ACTIVITY -
Pull out every line below that holds the word "logs".

Collected data entries:
=-=-=-=-=
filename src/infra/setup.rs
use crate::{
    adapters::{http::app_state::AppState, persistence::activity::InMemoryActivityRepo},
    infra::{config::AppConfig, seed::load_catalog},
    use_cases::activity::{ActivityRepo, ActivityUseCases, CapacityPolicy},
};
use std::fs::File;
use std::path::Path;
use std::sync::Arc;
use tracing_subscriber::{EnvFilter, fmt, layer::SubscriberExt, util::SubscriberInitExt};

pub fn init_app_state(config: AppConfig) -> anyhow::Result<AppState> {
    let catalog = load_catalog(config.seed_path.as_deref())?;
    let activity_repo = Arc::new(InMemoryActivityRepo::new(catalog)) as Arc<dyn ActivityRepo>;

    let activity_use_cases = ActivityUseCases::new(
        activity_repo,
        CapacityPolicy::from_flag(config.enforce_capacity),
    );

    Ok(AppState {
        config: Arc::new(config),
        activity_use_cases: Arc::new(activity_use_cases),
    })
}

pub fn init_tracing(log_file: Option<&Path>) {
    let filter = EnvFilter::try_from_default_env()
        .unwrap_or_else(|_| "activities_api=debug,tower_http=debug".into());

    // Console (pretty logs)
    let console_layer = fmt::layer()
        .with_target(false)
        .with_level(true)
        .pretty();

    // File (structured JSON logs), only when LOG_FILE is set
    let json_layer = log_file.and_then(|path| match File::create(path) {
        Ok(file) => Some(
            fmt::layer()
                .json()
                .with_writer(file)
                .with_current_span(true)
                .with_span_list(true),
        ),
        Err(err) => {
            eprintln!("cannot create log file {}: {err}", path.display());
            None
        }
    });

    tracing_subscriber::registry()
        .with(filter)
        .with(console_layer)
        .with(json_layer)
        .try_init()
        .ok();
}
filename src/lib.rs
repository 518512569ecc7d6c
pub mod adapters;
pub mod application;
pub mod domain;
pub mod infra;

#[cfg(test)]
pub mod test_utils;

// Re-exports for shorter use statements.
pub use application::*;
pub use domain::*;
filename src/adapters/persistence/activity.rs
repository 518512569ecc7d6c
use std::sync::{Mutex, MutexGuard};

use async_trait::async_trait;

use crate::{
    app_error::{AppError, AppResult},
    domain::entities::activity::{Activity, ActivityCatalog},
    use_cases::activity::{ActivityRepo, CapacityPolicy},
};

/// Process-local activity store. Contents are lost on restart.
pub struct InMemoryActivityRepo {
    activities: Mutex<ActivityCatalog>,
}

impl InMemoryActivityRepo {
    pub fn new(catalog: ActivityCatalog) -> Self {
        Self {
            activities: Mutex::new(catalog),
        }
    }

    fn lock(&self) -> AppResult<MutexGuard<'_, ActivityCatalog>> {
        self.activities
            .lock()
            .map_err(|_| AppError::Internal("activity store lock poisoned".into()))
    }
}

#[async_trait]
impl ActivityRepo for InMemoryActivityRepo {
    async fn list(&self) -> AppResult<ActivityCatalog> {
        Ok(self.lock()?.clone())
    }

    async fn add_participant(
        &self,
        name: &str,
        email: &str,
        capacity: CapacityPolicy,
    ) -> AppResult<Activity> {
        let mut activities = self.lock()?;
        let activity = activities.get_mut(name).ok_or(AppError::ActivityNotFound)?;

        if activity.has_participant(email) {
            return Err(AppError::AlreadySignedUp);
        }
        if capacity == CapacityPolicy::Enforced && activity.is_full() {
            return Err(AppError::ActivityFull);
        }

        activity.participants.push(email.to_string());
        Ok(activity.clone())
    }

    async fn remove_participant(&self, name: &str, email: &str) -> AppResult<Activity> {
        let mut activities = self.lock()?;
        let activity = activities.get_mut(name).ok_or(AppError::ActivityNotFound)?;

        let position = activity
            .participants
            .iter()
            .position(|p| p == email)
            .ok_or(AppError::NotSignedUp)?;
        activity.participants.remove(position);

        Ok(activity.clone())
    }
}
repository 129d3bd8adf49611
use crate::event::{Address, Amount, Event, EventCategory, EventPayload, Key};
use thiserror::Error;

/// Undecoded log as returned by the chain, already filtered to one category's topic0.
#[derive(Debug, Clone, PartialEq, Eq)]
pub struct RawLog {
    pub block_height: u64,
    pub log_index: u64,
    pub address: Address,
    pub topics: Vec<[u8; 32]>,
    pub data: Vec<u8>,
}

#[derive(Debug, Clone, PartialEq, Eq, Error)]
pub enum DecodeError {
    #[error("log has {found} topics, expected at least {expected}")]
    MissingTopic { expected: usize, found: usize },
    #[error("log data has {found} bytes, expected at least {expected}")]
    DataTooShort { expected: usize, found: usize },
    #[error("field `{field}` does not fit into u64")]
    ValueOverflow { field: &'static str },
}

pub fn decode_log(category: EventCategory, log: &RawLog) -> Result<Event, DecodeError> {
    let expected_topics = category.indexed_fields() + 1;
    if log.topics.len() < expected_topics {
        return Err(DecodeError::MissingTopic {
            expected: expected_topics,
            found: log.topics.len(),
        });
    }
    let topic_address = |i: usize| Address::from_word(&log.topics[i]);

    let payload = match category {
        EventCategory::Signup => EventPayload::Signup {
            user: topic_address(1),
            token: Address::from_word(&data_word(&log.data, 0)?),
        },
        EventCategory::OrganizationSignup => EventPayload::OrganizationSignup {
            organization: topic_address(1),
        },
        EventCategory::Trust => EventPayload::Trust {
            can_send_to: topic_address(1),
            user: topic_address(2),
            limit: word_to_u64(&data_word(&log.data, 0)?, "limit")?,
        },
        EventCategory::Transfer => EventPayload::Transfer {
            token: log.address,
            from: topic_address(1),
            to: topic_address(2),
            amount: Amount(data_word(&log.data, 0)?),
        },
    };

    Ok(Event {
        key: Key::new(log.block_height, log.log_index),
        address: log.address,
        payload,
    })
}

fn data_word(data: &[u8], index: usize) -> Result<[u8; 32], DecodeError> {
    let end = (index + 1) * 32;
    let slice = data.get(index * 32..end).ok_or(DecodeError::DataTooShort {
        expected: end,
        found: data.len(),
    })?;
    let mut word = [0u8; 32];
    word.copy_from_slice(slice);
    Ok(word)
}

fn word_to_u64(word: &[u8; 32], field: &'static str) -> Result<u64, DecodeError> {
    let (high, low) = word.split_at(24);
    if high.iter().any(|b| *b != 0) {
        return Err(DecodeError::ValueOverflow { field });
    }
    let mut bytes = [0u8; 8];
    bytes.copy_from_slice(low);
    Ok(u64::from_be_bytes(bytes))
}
=-=-=-=-=
RESPONSE -
    // Console (pretty logs)
    // File (structured JSON logs), only when LOG_FILE is set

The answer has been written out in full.